Saved data entries:
"""

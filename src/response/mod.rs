// SPDX-License-Identifier: MPL-2.0
// This Source Code Form is subject to the terms of the Mozilla Public
// License, v. 2.0. If a copy of the MPL was not distributed with this
// file, You can obtain one at https://mozilla.org/MPL/2.0/.

//! Response parsing for the space services.
//!
//! Each upstream service has its own wire format:
//!
//! | Service | Format | Parser |
//! |---------|--------|--------|
//! | Space status | JSON object, any field optional | [`parse_space_status`] |
//! | Power meter | `DD.MM.YYYY,HH:MM:SS,WATTS` | [`parse_power_consumption`] |
//! | Radiator | bare integer | [`parse_temperature`] |

mod power;
mod space_status;
mod temperature;

pub use power::{PowerConsumption, parse_power_consumption};
pub use space_status::{RawSpaceStatus, SpaceStatus, User, normalize, parse_space_status};
pub use temperature::{CELSIUS, Temperature, TemperatureScale, parse_temperature};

"""

WHAT THE EXERCISE ASKS:
Output the first line of the entries above and every line after it, exactly as written, ending with the line that contains "mod space_status;".

OUTPUT FOR THIS EXERCISE:
filename src/response/mod.rs
// SPDX-License-Identifier: MPL-2.0
// This Source Code Form is subject to the terms of the Mozilla Public
// License, v. 2.0. If a copy of the MPL was not distributed with this
// file, You can obtain one at https://mozilla.org/MPL/2.0/.

//! Response parsing for the space services.
//!
//! Each upstream service has its own wire format:
//!
//! | Service | Format | Parser |
//! |---------|--------|--------|
//! | Space status | JSON object, any field optional | [`parse_space_status`] |
//! | Power meter | `DD.MM.YYYY,HH:MM:SS,WATTS` | [`parse_power_consumption`] |
//! | Radiator | bare integer | [`parse_temperature`] |

mod power;
mod space_status;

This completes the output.